(Data excerpts)
========================
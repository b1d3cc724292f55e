//! azurerm_dynatrace_tag_rules

use std::collections::HashMap;

use async_trait::async_trait;
use log::info;
use strata_core::provider::{Importer, ProviderError, ProviderResult, ResourceType};
use strata_core::resource::{Resource, ResourceId, State, Value};
use strata_core::schema::{AttributeSchema, AttributeType, ResourceSchema, types};

use super::helper::{expand_log_rules, expand_metric_rules, flatten_log_rules, flatten_metric_rules};
use super::models::{LogRule, MetricRule, from_blocks, to_blocks};
use super::sdk::API_VERSION;
use super::sdk::tagrules::{MonitoringTagRulesProperties, SendLogsStatus, TagAction, TagRule};
use crate::client::ArmClient;
use crate::error::{AzureError, AzureResult};
use crate::handler::{ResourceHandler, validate_import_id};
use crate::ids::{ArmId, MonitorId, TagRuleId};
use crate::value::require_str;

pub const RESOURCE_TYPE: &str = "azurerm_dynatrace_tag_rules";

pub struct TagRulesResource;

fn monitor_id_type() -> AttributeType {
    AttributeType::Custom {
        name: "MonitorId".to_string(),
        base: Box::new(AttributeType::String),
        validate: |value| match value {
            Value::String(s) => MonitorId::parse(s).map(|_| ()).map_err(|e| e.to_string()),
            _ => Err("Expected string".to_string()),
        },
    }
}

fn filtering_tag_block() -> AttributeSchema {
    AttributeSchema::new(
        "filtering_tag",
        AttributeType::blocks(
            "filtering_tag",
            vec![
                AttributeSchema::new("name", AttributeType::String).required(),
                AttributeSchema::new("value", AttributeType::String).required(),
                AttributeSchema::new("action", AttributeType::one_of(TagAction::VARIANTS))
                    .required(),
            ],
        ),
    )
    .max_items(1)
    .with_provider_name("filteringTags")
}

fn send_logs(name: &str, provider_name: &str) -> AttributeSchema {
    AttributeSchema::new(name, AttributeType::one_of(SendLogsStatus::VARIANTS))
        .with_provider_name(provider_name)
}

impl ResourceType for TagRulesResource {
    fn name(&self) -> &'static str {
        RESOURCE_TYPE
    }

    fn schema(&self) -> ResourceSchema {
        ResourceSchema::new(RESOURCE_TYPE)
            .with_description("Rules deciding which tagged resources send logs and metrics to Dynatrace")
            .attribute(
                AttributeSchema::new("name", types::non_empty_string())
                    .required()
                    .force_new(),
            )
            .attribute(
                AttributeSchema::new("monitor_id", monitor_id_type())
                    .required()
                    .force_new(),
            )
            .attribute(
                AttributeSchema::new(
                    "log_rule",
                    AttributeType::blocks(
                        "log_rule",
                        vec![
                            filtering_tag_block(),
                            send_logs("send_aad_logs", "sendAadLogs"),
                            send_logs("send_activity_logs", "sendActivityLogs"),
                            send_logs("send_subscription_logs", "sendSubscriptionLogs"),
                        ],
                    ),
                )
                .max_items(1)
                .with_provider_name("logRules"),
            )
            .attribute(
                AttributeSchema::new(
                    "metric_rule",
                    AttributeType::blocks("metric_rule", vec![filtering_tag_block()]),
                )
                .max_items(1)
                .with_provider_name("metricRules"),
            )
    }

    fn importer(&self) -> Importer {
        validate_import_id::<TagRuleId>
    }
}

fn tag_rule_id(attrs: &HashMap<String, Value>) -> AzureResult<TagRuleId> {
    let monitor_id = MonitorId::parse(require_str(attrs, "monitor_id")?)?;
    Ok(TagRuleId::new(&monitor_id, require_str(attrs, "name")?))
}

fn expand_tag_rule(attrs: &HashMap<String, Value>) -> AzureResult<TagRule> {
    let log_rules = from_blocks(attrs, "log_rule", LogRule::from_attributes);
    let metric_rules = from_blocks(attrs, "metric_rule", MetricRule::from_attributes);

    Ok(TagRule {
        id: None,
        name: None,
        properties: MonitoringTagRulesProperties {
            log_rules: expand_log_rules(&log_rules)?,
            metric_rules: expand_metric_rules(&metric_rules)?,
            provisioning_state: None,
        },
    })
}

fn flatten_tag_rule(id: &TagRuleId, rule: &TagRule) -> HashMap<String, Value> {
    let mut attributes = HashMap::new();
    attributes.insert("name".to_string(), Value::string(&id.tag_rule_name));
    attributes.insert(
        "monitor_id".to_string(),
        Value::string(id.monitor_id().to_string()),
    );
    attributes.insert(
        "log_rule".to_string(),
        to_blocks(
            &flatten_log_rules(rule.properties.log_rules.as_ref()),
            LogRule::to_value,
        ),
    );
    attributes.insert(
        "metric_rule".to_string(),
        to_blocks(
            &flatten_metric_rules(rule.properties.metric_rules.as_ref()),
            MetricRule::to_value,
        ),
    );
    attributes
}

#[async_trait]
impl ResourceHandler for TagRulesResource {
    async fn read(
        &self,
        client: &ArmClient,
        id: &ResourceId,
        identifier: &str,
        _prior: Option<&State>,
    ) -> ProviderResult<State> {
        let rule_id = TagRuleId::parse(identifier).map_err(AzureError::from)?;

        let rule = client
            .get_optional::<TagRule>(&rule_id.to_string(), API_VERSION)
            .await
            .map_err(|e| e.into_provider_error(format!("retrieving {}", rule_id)))?;
        let Some(rule) = rule else {
            return Ok(State::not_found(id.clone()));
        };

        Ok(State::existing(id.clone(), flatten_tag_rule(&rule_id, &rule))
            .with_identifier(rule_id.to_string()))
    }

    async fn create(&self, client: &ArmClient, resource: &Resource) -> ProviderResult<State> {
        let rule_id = tag_rule_id(&resource.attributes)?;
        let path = rule_id.to_string();

        let existing = client
            .get_optional::<TagRule>(&path, API_VERSION)
            .await
            .map_err(|e| {
                e.into_provider_error(format!("checking for presence of existing {}", rule_id))
            })?;
        if existing.is_some() {
            return Err(ProviderError::already_exists(RESOURCE_TYPE, path));
        }

        let body = expand_tag_rule(&resource.attributes)?;
        client
            .put(&path, API_VERSION, &body)
            .await
            .map_err(|e| e.into_provider_error(format!("creating {}", rule_id)))?;
        info!("created {}", rule_id);

        self.read(client, &resource.id, &path, None).await
    }

    async fn update(
        &self,
        client: &ArmClient,
        identifier: &str,
        _from: &State,
        to: &Resource,
    ) -> ProviderResult<State> {
        let rule_id = TagRuleId::parse(identifier).map_err(AzureError::from)?;
        let body = expand_tag_rule(&to.attributes)?;
        client
            .put(&rule_id.to_string(), API_VERSION, &body)
            .await
            .map_err(|e| e.into_provider_error(format!("updating {}", rule_id)))?;

        self.read(client, &to.id, identifier, None).await
    }

    async fn delete(
        &self,
        client: &ArmClient,
        _id: &ResourceId,
        identifier: &str,
        _prior: Option<&State>,
    ) -> ProviderResult<()> {
        let rule_id = TagRuleId::parse(identifier).map_err(AzureError::from)?;
        client
            .delete(&rule_id.to_string(), API_VERSION)
            .await
            .map_err(|e| e.into_provider_error(format!("deleting {}", rule_id)))?;
        info!("deleted {}", rule_id);
        Ok(())
    }
}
========================
**INSTRUCTIONS FOR THE TASK:** Your answer should consist of copies of the lines above that include the string "TagRulesResource".

**WRITTEN ANSWER:**
pub struct TagRulesResource;
impl ResourceType for TagRulesResource {
impl ResourceHandler for TagRulesResource {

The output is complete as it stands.